Intuition behind open set in topology

Question

I am reading Munkres Topology Chapter 13, in which some examples of bases of topologies are given. One of the examples compares the two possible bases (a, b) and [a, b) on the real line.

I understand that both (a,b) and [a,b) satisfy the definition of basis (intersection between two element has the same form and all elements together form the whole real line).

However, in the definition of a topology (as a subset of the power set of the real line), every element is called an open set. Clearly this "open" definition is different from the traditional "open" definition as [a, b) cannot be open in the traditional definition.

Furthermore, I can see that even [a, b] can be "open" in the real line (in the topology generated by [a, b]) because any non empty intersection also has the form [a, b] and the whole union makes up the whole real line. But this makes no sense using the traditional definition where [a, b] is obviously closed.

My question is why every element of a topology is named "open"? What is the intuition behind this name?

Answer 1

I believe that this terminology predates topological formalism. When nineteenth century mathematicians began laying the foundations of what we call today analysis and topology, they noticed that what we call today open sets in the standard topology on $\mathbb R$ have nice properties (closed under unions, finite intersections, etc...).

When considering other spaces besides $\mathbb R$, it is useful to determine the least amount of structure to apply to that space to specify its unique properties. Consider, for instance the circle. It has properties that are different from any subset of the real numbers. How much information do we need to know about a space before we can declare that it has the properties of a circle? Certainly this depends on which properties in which you are interested, but early topologist discovered that not only can many interesting properties can be determined by simply specifying which subsets of that space have the same behavior as open sets in $\mathbb R$, but also that proving that these properties hold is not terribly difficult in most cases. So by specifying a relatively small amount of information about the space, we can describe it in great detail with relative ease.

I believe that the name "open set" simply carries over from the standard topology on the reals where the description of open relates more clearly with the English definition of the word. Nevertheless, as I often have to explain to my non-mathematician friends, if an English word has a mathematical definition associated with it, that definition need not have any relation to the English definition of the word (though it usually does to some extent). So even though we call sets open that can't be described as open under even the most abstract of English definitions, it is the word we use in math, and it's here to stay.

Answer 2

Its just a generalisation of the 'standard' topology on $\mathbb{R}$, where open intervals are indeed open. There are other 'weirder' topologies you can give to $\mathbb{R}$, which may not allow the open interval to be open, but they have similar properties to the 'standard' topology.

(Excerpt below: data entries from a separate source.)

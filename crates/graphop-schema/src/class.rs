//! Class handles and model object references
//!
//! A [`ClassId`] is an index into the [`Schema`](crate::Schema) that issued it.
//! A [`ModelRef`] pairs the concrete class of a persisted object with its id;
//! it is `Copy`, hashable and totally ordered so traversal state can key on it.

use serde::{Deserialize, Serialize};
use std::fmt;

/// Handle to a class registered in a [`Schema`](crate::Schema)
///
/// Handles are only meaningful for the schema that created them.
#[derive(Debug, Clone, Copy, PartialEq, Eq, PartialOrd, Ord, Hash, Serialize, Deserialize)]
pub struct ClassId(pub(crate) u16);

impl ClassId {
    /// Position of this class in its schema's class table
    #[inline]
    #[must_use]
    pub fn index(self) -> usize {
        usize::from(self.0)
    }
}

impl fmt::Display for ClassId {
    fn fmt(&self, f: &mut fmt::Formatter<'_>) -> fmt::Result {
        write!(f, "#{}", self.0)
    }
}

/// Identity of one persisted model object: its concrete class and numeric id
#[derive(Debug, Clone, Copy, PartialEq, Eq, PartialOrd, Ord, Hash, Serialize, Deserialize)]
pub struct ModelRef {
    /// Concrete class of the object
    pub class: ClassId,
    /// Store-assigned id, unique within the class hierarchy root
    pub id: u64,
}

impl ModelRef {
    /// Create a reference
    #[inline]
    #[must_use]
    pub const fn new(class: ClassId, id: u64) -> Self {
        Self { class, id }
    }
}

impl fmt::Display for ModelRef {
    fn fmt(&self, f: &mut fmt::Formatter<'_>) -> fmt::Result {
        write!(f, "{}:{}", self.class, self.id)
    }
}

#[cfg(test)]
mod tests {
    use super::*;
    use std::collections::BTreeSet;

    #[test]
    fn refs_order_by_class_then_id() {
        let a = ModelRef::new(ClassId(1), 9);
        let b = ModelRef::new(ClassId(2), 1);
        let c = ModelRef::new(ClassId(1), 3);

        let ordered: Vec<_> = [a, b, c].into_iter().collect::<BTreeSet<_>>().into_iter().collect();
        assert_eq!(ordered, vec![c, a, b]);
    }

    #[test]
    fn display_is_compact() {
        assert_eq!(ModelRef::new(ClassId(4), 12).to_string(), "#4:12");
    }
}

The point of defining these weird topologies is as counterexamples to the hard definitions soon to follow in your class (well, I found them hard). For example, this one answers 'Is the open unit interval on $\mathbb{R}$ with the topology generated by closed intervals open?' and the answer is yes, by Hurkyl's comment - this is the discrete topology.

You will need to get used to seemingly abstract objects being named after one example. Closed intervals, 'continuous' functions, 'boundary' of a set... The idea is to take our understanding on a simpler world (e.g. $\mathbb{R}$), define it rigourously, and see how far we can go with it.

Answer 3

The key idea you need, I think, is that a topological space is not a set of points.

You're misled by the fact that certain sets of points you usually see laid out in a particular way, and think their relationships to each other are a property of the set of points... but that's not true. The relationship between the points comes from how they're laid out. e.g. consider the rational numbers. You usually imagine them as being laid out on the rational number line:

(image taken from here)

(note the rational number line is not a continuum: e.g. there is a "hole" where $\sqrt{2}$ should be) And in this arrangement you visualize things like the sequence $1, 1/2, 1/4, 1/8, 1/16, \ldots$ converging to zero.

However, I could instead pick an enumeration of the rationals and arrange them like this:

$$ \begin{matrix} \ldots & \bullet^{-1/3} & \bullet^{-2/1} & \bullet^{-1/2} & \bullet^{-1} & \bullet^0 & \bullet^1 & \bullet^{1/2} & \bullet^{2/1} & \bullet^{1/3} & \bullet^{3/1} & \ldots \end{matrix} $$

Now, the sequence $1, 1/2, 1/4, 1/8, 1/16, \ldots$ rapidly shoots off to the right and doesn't converge to anything. We could even make this a metric space, insisting that if two rational numbers are separated by $n$ places, then the distance between them is $n$. e.g. in this arrangement, $d(-2, 1/2) = 5$.

Our intuition suggests a topology here too: the discrete topology. The points are all widely separated, so each point is contained in a "small" open set that contains nothing else. In fact, using the metric defined above, we can even define the open sets in the usual way: the open ball around a point $x$ of radius $r$ is the set of points $y$ with $d(x,y) < r$.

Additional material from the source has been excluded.